How to complete this task: In the records below, find every line with the word "contains" and copy it.

[Saved entries]
Content starts

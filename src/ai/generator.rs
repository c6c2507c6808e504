//! LLM-backed generation capability
//!
//! Turns a [`GenerationRequest`] into a prompt, calls the configured
//! provider, and reads back `{ "content": string, "confidence": number }`.

use async_trait::async_trait;
use serde_json::{Value, json};
use tracing::debug;

use super::prompt::PromptBuilder;
use super::provider::SharedProvider;
use crate::orchestration::ports::GenerationCapability;
use crate::types::{
    ErrorCategory, GenerationRequest, GenerationResult, LlmError, Perspective, Result,
    UpdateStrategy,
};

pub struct LlmGenerator {
    provider: SharedProvider,
}

impl LlmGenerator {
    pub fn new(provider: SharedProvider) -> Self {
        Self { provider }
    }

    fn schema() -> Value {
        json!({
            "type": "object",
            "properties": {
                "content": {
                    "type": "string",
                    "description": "The complete Markdown document"
                },
                "confidence": {
                    "type": "number",
                    "minimum": 0,
                    "maximum": 1,
                    "description": "Your confidence that the document is accurate and complete"
                }
            },
            "required": ["content", "confidence"]
        })
    }
}

fn perspective_brief(perspective: Perspective) -> (&'static str, &'static str) {
    match perspective {
        Perspective::Engagement => (
            "developer-experience writer",
            "onboarding and usage documentation: how people install, run, and interact with the system",
        ),
        Perspective::CurrentState => (
            "software architect",
            "current-state documentation: what the system is, its components, and their interfaces",
        ),
        Perspective::DecisionHistory => (
            "engineering historian",
            "decision records: context, the decision taken, alternatives rejected, and consequences",
        ),
    }
}

/// Render the prompt for one attempt
pub fn build_prompt(request: &GenerationRequest) -> String {
    let plan = &request.plan;
    let (expertise, task) = perspective_brief(plan.perspective());

    let regenerate: Vec<String> = plan.regenerate.iter().map(|s| s.heading.clone()).collect();
    let preserve: Vec<String> = plan.preserve.iter().map(|s| s.heading.clone()).collect();

    let mut objectives = vec![match plan.strategy {
        UpdateStrategy::Create => format!(
            "Write a new document with these sections: {}",
            regenerate.join(", ")
        ),
        UpdateStrategy::Update => format!(
            "Rewrite only these sections to reflect the change: {}",
            regenerate.join(", ")
        ),
        UpdateStrategy::Merge => format!(
            "Integrate the change into the existing document, regenerating: {}",
            regenerate.join(", ")
        ),
    }];
    if !preserve.is_empty() {
        objectives.push(format!(
            "Keep these sections exactly as they are, headings included: {}",
            preserve.join(", ")
        ));
    }
    objectives.push("Return the complete document, not a fragment".to_string());

    let mut builder = PromptBuilder::new()
        .role(expertise, task)
        .objectives(&objectives)
        .context_item("Target", plan.path())
        .context_item("Perspective", plan.perspective().as_str())
        .context_item("Strategy", &plan.strategy.to_string())
        .context_item("Attempt", &request.attempt.to_string())
        .context_item("Changed paths", &plan.scope.join(", "));

    let scoped = request.context.scoped(plan.perspective());
    if !scoped.is_empty() {
        let facts = serde_json::to_string_pretty(&scoped).unwrap_or_default();
        builder = builder
            .section("Run Context", "Facts shared across this run:")
            .code("json", &facts);
    }

    if let Some(existing) = plan.existing_content() {
        builder = builder
            .section("Existing Document", "The full current content of the target:")
            .code("markdown", existing);
    }

    let preserved = plan.preserved_sections();
    if !preserved.is_empty() {
        let rendered: Vec<String> = preserved.iter().map(|s| s.to_markdown()).collect();
        builder = builder
            .section("Preserved Sections", "Copy these verbatim into your output:")
            .code("markdown", &rendered.join("\n"));
    }

    if !request.feedback.is_empty() {
        let notes: Vec<String> = request.feedback.iter().map(|n| format!("- {}", n)).collect();
        builder = builder.section(
            "Feedback From Previous Attempt",
            &format!("The previous attempt was rejected. Fix these issues:\n{}", notes.join("\n")),
        );
    }

    builder
        .focus(
            "the listed sections and changed paths",
            &[
                "Do not invent features absent from the change or existing document",
                "Do not leave placeholders such as TODO or TBD",
                "Use ATX headings (#, ##) without skipping levels",
            ],
        )
        .build()
}

#[async_trait]
impl GenerationCapability for LlmGenerator {
    async fn generate(&self, request: GenerationRequest) -> Result<GenerationResult> {
        let prompt = build_prompt(&request);
        debug!(
            "Prompt for {} attempt {}: {} chars",
            request.target_label(),
            request.attempt,
            prompt.len()
        );

        let response = self.provider.generate(&prompt, &Self::schema()).await?;

        let content = response
            .content
            .get("content")
            .and_then(Value::as_str)
            .filter(|c| !c.trim().is_empty())
            .ok_or_else(|| {
                LlmError::with_provider(
                    ErrorCategory::ParseError,
                    "reply has no 'content' field",
                    self.provider.name(),
                )
            })?
            .to_string();
        let confidence = response.content.get("confidence").and_then(Value::as_f64);

        Ok(GenerationResult {
            request,
            content,
            self_score: confidence,
            tokens_used: Some(response.usage.total() as u64),
        })
    }

    fn name(&self) -> &str {
        self.provider.name()
    }
}

#[cfg(test)]
mod tests {
    use super::*;
    use crate::ai::provider::{LlmProvider, LlmResponse};
    use crate::types::{
        ContextSnapshot, DocumentTarget, ImprovementNote, QualityAxis, SectionRef, UpdatePlan,
    };
    use std::sync::Arc;

    struct FixedProvider(Value);

    #[async_trait]
    impl LlmProvider for FixedProvider {
        async fn generate(&self, _prompt: &str, _schema: &Value) -> Result<LlmResponse> {
            Ok(LlmResponse::content_only(self.0.clone()))
        }
        fn name(&self) -> &str {
            "fixed"
        }
        fn model(&self) -> &str {
            "fixed-model"
        }
        async fn health_check(&self) -> Result<bool> {
            Ok(true)
        }
    }

    fn request(strategy: UpdateStrategy) -> GenerationRequest {
        let target = DocumentTarget::existing(
            Perspective::CurrentState,
            "docs/current-state.md",
            "# Overview\nAll about it.\n## Cache\nCache notes.\n".into(),
        );
        GenerationRequest {
            plan: Arc::new(UpdatePlan {
                target,
                strategy,
                preserve: vec![SectionRef::new("Overview", 1)],
                regenerate: vec![SectionRef::new("Cache", 2)],
                scope: vec!["src/cache.rs".into()],
                rationale: "test".into(),
            }),
            context: ContextSnapshot::default(),
            attempt: 2,
            feedback: vec![ImprovementNote::new(
                QualityAxis::Completeness,
                "Cache",
                "mention eviction",
            )],
        }
    }

    #[test]
    fn test_prompt_carries_plan_material() {
        let prompt = build_prompt(&request(UpdateStrategy::Update));
        assert!(prompt.contains("Rewrite only these sections to reflect the change: Cache"));
        assert!(
            prompt.contains("Keep these sections exactly as they are, headings included: Overview")
        );
        assert!(prompt.contains("# Existing Document"));
        assert!(prompt.contains("# Preserved Sections"));
        assert!(prompt.contains("[completeness] Cache: mention eviction"));
        assert!(prompt.contains("**Changed paths**: src/cache.rs"));
    }

    #[tokio::test]
    async fn test_generate_reads_content_and_confidence() {
        let provider: SharedProvider = Arc::new(FixedProvider(
            json!({"content": "# Doc\nBody", "confidence": 0.8}),
        ));
        let generator = LlmGenerator::new(provider);
        let result = generator.generate(request(UpdateStrategy::Merge)).await.unwrap();
        assert_eq!(result.content, "# Doc\nBody");
        assert_eq!(result.self_score, Some(0.8));
        assert_eq!(result.request.attempt, 2);
    }

    #[tokio::test]
    async fn test_missing_content_is_retryable_error() {
        let provider: SharedProvider = Arc::new(FixedProvider(json!({"confidence": 0.8})));
        let generator = LlmGenerator::new(provider);
        let err = generator.generate(request(UpdateStrategy::Create)).await.unwrap_err();
        assert!(err.is_retryable());
    }
}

Content ends

Completed exercise:
        assert!(prompt.contains("Rewrite only these sections to reflect the change: Cache"));
            prompt.contains("Keep these sections exactly as they are, headings included: Overview")
        assert!(prompt.contains("# Existing Document"));
        assert!(prompt.contains("# Preserved Sections"));
        assert!(prompt.contains("[completeness] Cache: mention eviction"));
        assert!(prompt.contains("**Changed paths**: src/cache.rs"));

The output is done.